Por José Eduardo Cavalcanti – Considerações sobre as alterações propostas pelo Governo Federal no marco legal do saneamento

Em maio passado, por 295 votos a favor e 136 contra, com uma abstenção, a Câmara dos Deputados sustou, por meio de um PDL, parte das mudanças no Marco Legal do Saneamento consubstanciadas em dois Decretos 11.466 e 11.467 de 5 de abril de 2023 de iniciativa do Poder Executivo.

No Decreto 11466/23, segundo a Agência Câmara de Notícias, o substitutivo suspendeu trecho que permite ao prestador de serviços de saneamento em atuação incluir no processo de comprovação da capacidade econômico-financeira eventuais contratos provisórios não formalizados ou mesmo instrumentos de natureza precária. Já no Decreto 11467/23, segundo esta mesma fonte, o projeto suspendeu cinco dispositivos com detalhes de regulamentação da prestação regionalizada dos serviços de saneamento.

Como se recorda, o Decreto 11.466 regulamentou o art. 10-B da Lei nº 11.445, de 5 de janeiro de 2007, (Lei que estabelece as diretrizes nacionais para o saneamento básico e para a política federal de saneamento básico) para estabelecer a metodologia para comprovação da capacidade econômico-financeira dos prestadores de serviços públicos de abastecimento de água potável.

Por sua vez, o Decreto 11.467 dispôs sobre a prestação regionalizada dos serviços públicos de saneamento básico, o apoio técnico e financeiro de que trata o art. 13 da Lei nº 14.026, de 15 de julho de 2020 (Lei que dispõe sobre a criação da ANA – Agência Nacional de Águas e Saneamento Básico), a alocação de recursos públicos federais e os financiamentos com recursos da União ou geridos ou operados por órgãos ou entidades da União de que trata o art. 50 da Lei nº 11.445, de 5 de janeiro de 2007 (Lei que estabelece as diretrizes nacionais para o saneamento básico e para a política federal de saneamento básico), e a alteração do Decreto nº 7.217, de 21 de junho de 2010 que regulamenta a Lei nº 11.4445, e do Decreto nº 10.430, de 20 de julho de 2020 que dispõe sobre o Comitê Interministerial de Saneamento Básico..

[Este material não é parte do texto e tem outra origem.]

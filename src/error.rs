//! Error types

use std::fmt;

/// Recoverable failure of a [`decompose`][crate::manager::Manager::decompose] call.
#[derive(Clone, Copy, PartialEq, Eq, Hash, Debug)]
pub enum DecomposeError {
    /// The network would need more than `budget` new internal nodes.
    BudgetExhausted { budget: usize },
}

impl fmt::Display for DecomposeError {
    fn fmt(&self, f: &mut fmt::Formatter<'_>) -> fmt::Result {
        match self {
            DecomposeError::BudgetExhausted { budget } => {
                write!(f, "decomposition needs more than {} nodes", budget)
            }
        }
    }
}

impl std::error::Error for DecomposeError {}
use std::fmt::{Display, Formatter};
use std::ops::{Neg, Not};

/// Polarity-tagged handle to a node in the [`Manager`][crate::manager::Manager] arena.
///
/// The low bit is the complement flag, the remaining bits are the node index. A node and its
/// complement share one physical node accessed through references of opposite polarity.
#[derive(Debug, Copy, Clone, Eq, PartialEq, Ord, PartialOrd, Hash)]
pub struct Ref(u32);

impl Ref {
    /// Constant 1 (the regular reference to node 0).
    pub const ONE: Ref = Ref(0);
    /// Constant 0 (the complemented reference to node 0).
    pub const ZERO: Ref = Ref(1);

    pub const fn new(index: u32) -> Self {
        Self(index << 1)
    }

    pub const fn from_parts(index: u32, negated: bool) -> Self {
        Self((index << 1) | negated as u32)
    }

    pub const fn is_negated(self) -> bool {
        self.0 & 1 != 0
    }

    pub const fn negate(self) -> Self {
        Self(self.0 ^ 1)
    }

    /// Complements the reference iff `cond` holds.
    pub const fn not_cond(self, cond: bool) -> Self {
        Self(self.0 ^ cond as u32)
    }

    /// Drops the complement flag.
    pub const fn regular(self) -> Self {
        Self(self.0 & !1)
    }

    /// Returns the index of the referenced node.
    pub const fn index(self) -> usize {
        (self.0 >> 1) as usize
    }

    pub const fn id(self) -> u32 {
        self.0 >> 1
    }

    pub const fn is_const(self) -> bool {
        self.index() == 0
    }
}

impl Neg for Ref {
    type Output = Self;

    fn neg(self) -> Self::Output {
        self.negate()
    }
}

impl Not for Ref {
    type Output = Self;

    fn not(self) -> Self::Output {
        self.negate()
    }
}

impl Display for Ref {
    fn fmt(&self, f: &mut Formatter<'_>) -> std::fmt::Result {
        write!(
            f,
            "{}@{}",
            if self.is_negated() { "~" } else { "" },
            self.id()
        )
    }
}

#[cfg(test)]
mod tests {
    use super::*;

    #[test]
    fn test_constants() {
        assert_eq!(Ref::ZERO, !Ref::ONE);
        assert!(Ref::ZERO.is_negated());
        assert!(!Ref::ONE.is_negated());
        assert!(Ref::ZERO.is_const());
        assert_eq!(Ref::ZERO.regular(), Ref::ONE);
    }

    #[test]
    fn test_polarity() {
        let r = Ref::new(5);
        assert_eq!(r.index(), 5);
        assert_eq!((-r).index(), 5);
        assert_eq!(-(-r), r);
        assert_eq!(r.not_cond(false), r);
        assert_eq!(r.not_cond(true), !r);
        assert_eq!(Ref::from_parts(5, true), !r);
        assert_eq!(r.to_string(), "@5");
        assert_eq!((!r).to_string(), "~@5");
    }
}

A justificativa do atual Governo para a promulgação de ambos os Decretos diz respeito a instituição de medidas para incentivar investimentos em saneamento básico.

Em resumo, as modificações propostas nestes Decretos foram no sentido de uma flexibilização de modo a permitir a reabertura de prazos para que estatais que não provaram capacidade financeira para cumprir a meta da universalização até 2033, em conformidade com o Decreto 10.710 de 31 de maio de 2021 (revogado pelo Decreto 11.466), possam, até o final do ano, apresentar a documentação necessária para ser avaliada pelo regulador até março de 2024. Ainda, caso o histórico seja insuficiente e os indicadores não sejam atendidos, a estatal poderá ter sua capacidade reconhecida mediante a apresentação de um plano de metas para atingimento em um prazo de 5 anos.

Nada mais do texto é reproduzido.